ジーコ・ジャパン ドイツへの道BACK NUMBER
2005年キリンチャレンジカップVSホンジュラス戦(2005年9月7日)
text by
木ノ原久美Kumi Kinohara
photograph byTakuya Sugiyama
posted2005/09/09 00:00
ワールドカップ(W杯)出場決定以降、初めての親善試合が9月7日に宮城スタジアムで行われ、日本代表はホンジュラスに後半4得点をあげる猛攻で5−4と逆転勝ちし、ジーコ体制下で勝ち星のなかった中南米のチームからの1勝目を手にした。
「ミスを失点に結び付けないこと」。
試合前日、成績不振の続く中南米相手との対戦を前に対策を聞かれたジーコ日本代表監督はそう答えていたのだが、前半の3失点は懸念していたミス絡みで獲られたものだった。
日本は久々にMFに稲本、中田浩二、中村、中田英寿、FWに高原と柳沢の欧州組を起用して4−4−2の布陣で臨んだ。
だが、欧州シーズンの日も浅く、選手によっては暫く試合から遠ざかっていたこともあってか、コンディションにばらつきが見られ、MF−FWの欧州組だけでなく、彼らと最終ラインを務めた国内組とも今ひとつ歯車が噛み合わない。
そうなると、スピードと個人技を生かしてするするとスペースに入り込んでくる相手を捕まえられない。特に最終ラインとボランチの間のスペースをうまく使われて翻弄された。前半7分にはそのスペースに走りこんだFWマルティネスにパスを出され、同27分にはMFガルシアに左CTB宮本と三都主の間のスペースへスルーパスを通されて、いずれもゴール前へするりと現れたFWベラスケスに合わされて失点した。
高原の昨年3月シンガポール戦以来のゴールで1点差に追いついたが、前半終了直前には中田英寿がボールを奪われて、前半終了時に1−3とされてしまった。
ただ、0−2、1−3、2−4と3度にわたって2点差をつけられた相手から5点を奪い返した粘り強さや、試合中に選手自らの力で修正を図った点などは、いままでにはなかった部分だ。そこに選手の成長のあとが伺える。
2失点をした前半途中からは、中田英寿が自らの判断でボランチの位置にさがって3ボランチでプレーし、チームは落ち着きを取り戻した。彼の危険を察知して軌道修正する能力の高さが現われた一例だろう。

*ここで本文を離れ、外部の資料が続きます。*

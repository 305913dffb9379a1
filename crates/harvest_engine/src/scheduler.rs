use std::sync::Arc;

use harvest_core::{
    update, Effect, HaltReason, Msg, RunPhase, RunState, RunSummary, UnitCategory, UnitOutcome,
    WorkUnit,
};
use harvest_log::{harvest_error, harvest_info, harvest_warn};
use thiserror::Error;
use tokio::sync::{mpsc, Mutex};
use tokio_util::sync::CancellationToken;

use crate::checkpoint::{CheckpointError, CheckpointStore};
use crate::config::HarvestConfig;
use crate::credential::Credential;
use crate::executor::RunContext;
use crate::gateway::ApiGateway;
use crate::persist::ArtifactStore;
use crate::planner::{certificate_units, halt_message, produce, PlanError, Traversal};
use crate::types::SearchPage;

#[derive(Debug, Error)]
pub enum HarvestError {
    #[error("planning failed: {0}")]
    Plan(#[from] PlanError),
    #[error("checkpoint store: {0}")]
    Checkpoint(#[from] CheckpointError),
    #[error("harvest task failed: {0}")]
    Task(String),
}

#[derive(Debug, Clone, PartialEq, Eq)]
pub struct RunReport {
    pub phase: RunPhase,
    pub summary: RunSummary,
}

impl RunReport {
    pub fn is_completed(&self) -> bool {
        self.phase == RunPhase::Completed
    }

    pub fn halt_reason(&self) -> Option<&HaltReason> {
        match &self.phase {
            RunPhase::Halted(reason) => Some(reason),
            _ => None,
        }
    }
}

/// Drives a traversal through a pool of workers against one gateway.
pub struct Harvester {
    gateway: Arc<dyn ApiGateway>,
    credential: Credential,
    checkpoints: Arc<CheckpointStore>,
    config: HarvestConfig,
    shutdown: CancellationToken,
}

impl Harvester {
    pub fn new(
        gateway: Arc<dyn ApiGateway>,
        credential: Credential,
        config: HarvestConfig,
        shutdown: CancellationToken,
    ) -> Result<Self, HarvestError> {
        let checkpoints = Arc::new(CheckpointStore::open(&config.data_dir)?);
        Ok(Self {
            gateway,
            credential,
            checkpoints,
            config,
            shutdown,
        })
    }

    pub async fn run(&self, traversal: Traversal) -> Result<RunReport, HarvestError> {
        let dispatch = self.shutdown.child_token();
        let ctx = Arc::new(RunContext {
            gateway: Arc::clone(&self.gateway),
            credential: self.credential.clone(),
            artifacts: ArtifactStore::new(self.config.data_dir.clone()),
            checkpoints: Arc::clone(&self.checkpoints),
            config: self.config.clone(),
            dispatch: dispatch.clone(),
        });
        let workers = self.config.workers.max(1);
        harvest_info!("Starting {} with {} worker(s)", traversal_label(&traversal), workers);

        let (event_tx, mut event_rx) = mpsc::unbounded_channel();
        let (unit_tx, unit_rx) = mpsc::channel::<WorkUnit>(workers * 2);
        let unit_rx = Arc::new(Mutex::new(unit_rx));

        let mut state = apply(RunState::new(), Msg::Start, &dispatch);

        let producer = {
            let ctx = Arc::clone(&ctx);
            let events = event_tx.clone();
            tokio::spawn(async move { produce(&ctx, traversal, unit_tx, events).await })
        };
        let handles: Vec<_> = (0..workers)
            .map(|_| {
                tokio::spawn(worker(
                    Arc::clone(&ctx),
                    Arc::clone(&unit_rx),
                    event_tx.clone(),
                ))
            })
            .collect();
        drop(event_tx);

        while let Some(msg) = event_rx.recv().await {
            state = apply(state, msg, &dispatch);
        }

        for handle in handles {
            handle
                .await
                .map_err(|err| HarvestError::Task(err.to_string()))?;
        }
        let planned = producer
            .await
            .map_err(|err| HarvestError::Task(err.to_string()))?;

        if self.shutdown.is_cancelled() {
            state = apply(state, Msg::CancelRequested, &dispatch);
        }
        if let Err(err) = planned {
            harvest_error!("Traversal aborted: {}", err);
            return Err(err.into());
        }
        state = apply(state, Msg::SequenceExhausted, &dispatch);

        Ok(RunReport {
            phase: state.phase().clone(),
            summary: state.summary().clone(),
        })
    }
}

fn traversal_label(traversal: &Traversal) -> &'static str {
    match traversal {
        Traversal::Hierarchy { .. } => "hierarchical harvest",
        Traversal::Cases { .. } => "case harvest",
        Traversal::Exports { .. } => "csv export download",
    }
}

fn apply(state: RunState, msg: Msg, dispatch: &CancellationToken) -> RunState {
    let (state, effects) = update(state, msg);
    for effect in effects {
        match effect {
            Effect::StopDispatch { reason } => {
                harvest_warn!("Halting: {}", reason);
                dispatch.cancel();
            }
            Effect::ReportSummary => {
                harvest_info!("Run {:?}; summary:\n{}", state.phase(), state.summary());
            }
        }
    }
    state
}

async fn worker(
    ctx: Arc<RunContext>,
    units: Arc<Mutex<mpsc::Receiver<WorkUnit>>>,
    events: mpsc::UnboundedSender<Msg>,
) {
    loop {
        let next = {
            let mut units = units.lock().await;
            tokio::select! {
                biased;
                _ = ctx.dispatch.cancelled() => None,
                unit = units.recv() => unit,
            }
        };
        let Some(unit) = next else {
            break;
        };
        if let Err(reason) = run_unit(&ctx, &unit, &events).await {
            let _ = events.send(halt_message(reason));
            break;
        }
    }
}

/// Execute `unit` and any units its result reveals.
async fn run_unit(
    ctx: &RunContext,
    unit: &WorkUnit,
    events: &mpsc::UnboundedSender<Msg>,
) -> Result<(), HaltReason> {
    let follow_ups = match unit {
        WorkUnit::PagedQuery { .. } => ctx.config.download_certificates,
        _ => unit.has_follow_ups(),
    };
    let executed = ctx.execute(unit, follow_ups).await?;
    finished(events, unit.category(), executed.outcome);

    let Some(payload) = executed.payload else {
        return Ok(());
    };
    let page = match SearchPage::from_json_bytes(&payload) {
        Ok(page) => page,
        Err(err) => {
            harvest_warn!("{}: stored result unreadable: {}", unit.idempotency_key(), err);
            return Ok(());
        }
    };
    let (certificates, malformed) = certificate_units(&page);
    if malformed > 0 {
        harvest_warn!(
            "{}: {} results without certificate ids",
            unit.idempotency_key(),
            malformed
        );
    }
    for _ in 0..malformed {
        finished(events, UnitCategory::Certificate, UnitOutcome::Malformed);
    }
    for certificate in &certificates {
        let executed = ctx.execute(certificate, false).await?;
        finished(events, certificate.category(), executed.outcome);
    }
    Ok(())
}

fn finished(events: &mpsc::UnboundedSender<Msg>, category: UnitCategory, outcome: UnitOutcome) {
    let _ = events.send(Msg::UnitFinished { category, outcome });
}
//! `bnmp-harvest`: command-line entry point of the harvester.
mod cli;
mod commands;

use std::process::ExitCode;

use clap::Parser;
use harvest_log::{harvest_error, harvest_warn, LogDestination};
use log::LevelFilter;
use tokio_util::sync::CancellationToken;

#[tokio::main]
async fn main() -> ExitCode {
    let cli = cli::Cli::parse();

    let level = if cli.verbose {
        LevelFilter::Debug
    } else {
        LevelFilter::Info
    };
    let destination = if cli.log_file {
        LogDestination::TerminalAndFile(cli.data_dir.clone())
    } else {
        LogDestination::Terminal
    };
    harvest_log::initialize(destination, level);

    let shutdown = CancellationToken::new();
    let on_interrupt = shutdown.clone();
    tokio::spawn(async move {
        if tokio::signal::ctrl_c().await.is_ok() {
            harvest_warn!("Interrupted; letting in-flight units finish");
            on_interrupt.cancel();
        }
    });

    match commands::run(cli, shutdown).await {
        Ok(code) => code,
        Err(err) => {
            harvest_error!("{:#}", err);
            ExitCode::FAILURE
        }
    }
}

後半は、中田浩二がボランチの中央を担当し、中田英寿が左に出て自由にプレーすることで、チームのバランスはさらによくなり、反撃へ転じた。
日本の2点目は中村FKに柳沢が合わせ、3点目は中村のPKだったが、70分の4点目は交替出場したMF小笠原の左サイドからのボールを柳沢が持ち込んで決めたもの。そして78分の決勝点は、左サイドを攻め上がった三都主からの折り返しを、ゴール前に顔を出した小笠原がGKの逆を突いてゴール右へ蹴りこんだ。
「最後まで試合を捨てなかったことは評価できる」とジーコ監督は言った。バランスを崩さずにプレーし続ければチャンスが来ることを選手は理解しているし、それを実行に移すこともできるというのだ。
だからこそ、ミスを減らせと指揮官は説く。しかも、世界の強豪と対戦するW杯で、1失点の負担は他のどの試合よりも重くのしかかってくることは想像に難くない。いかに失点を抑えるかは勝ち残りへの重要なポイントになる。
「中南米相手に得点が僅差ということは、それだけの力がついたということ。だから、そういう相手にはいかに自分たちのいい形を最後まで続け、数少ないチャンスを確実に決めて失点をしないようにするか。ミスを少なくするのが全てだ」。ジーコ監督はそう説明した。
選手もそれは理解しているようで、試合後、選手の口から出たのは5点獲ったことよりも、失点への反省の弁が多かった。
「うまくボールを回されて、こっちがパニックしてしまった」と中田浩二が言えば、右SB加地は「パスをつなぐチームに対する守り方を再確認させられた」と振り返った。宮本は、「久々のメンバーでプレーして連係がうまくいっていない中で、高い位置でボールを取りに行こうと理想を求めてしまった。でも、失点をしないための見極めをしないといけない」と言った。
日本代表の次の対戦相手は、10月上旬のラトビアとW杯初出場を決めたウクライナ。来年6月の本大会開幕までに異なったタイプの相手と試合をすることになるだろうが、それぞれの試合で出た宿題は忘れずに片付けたい。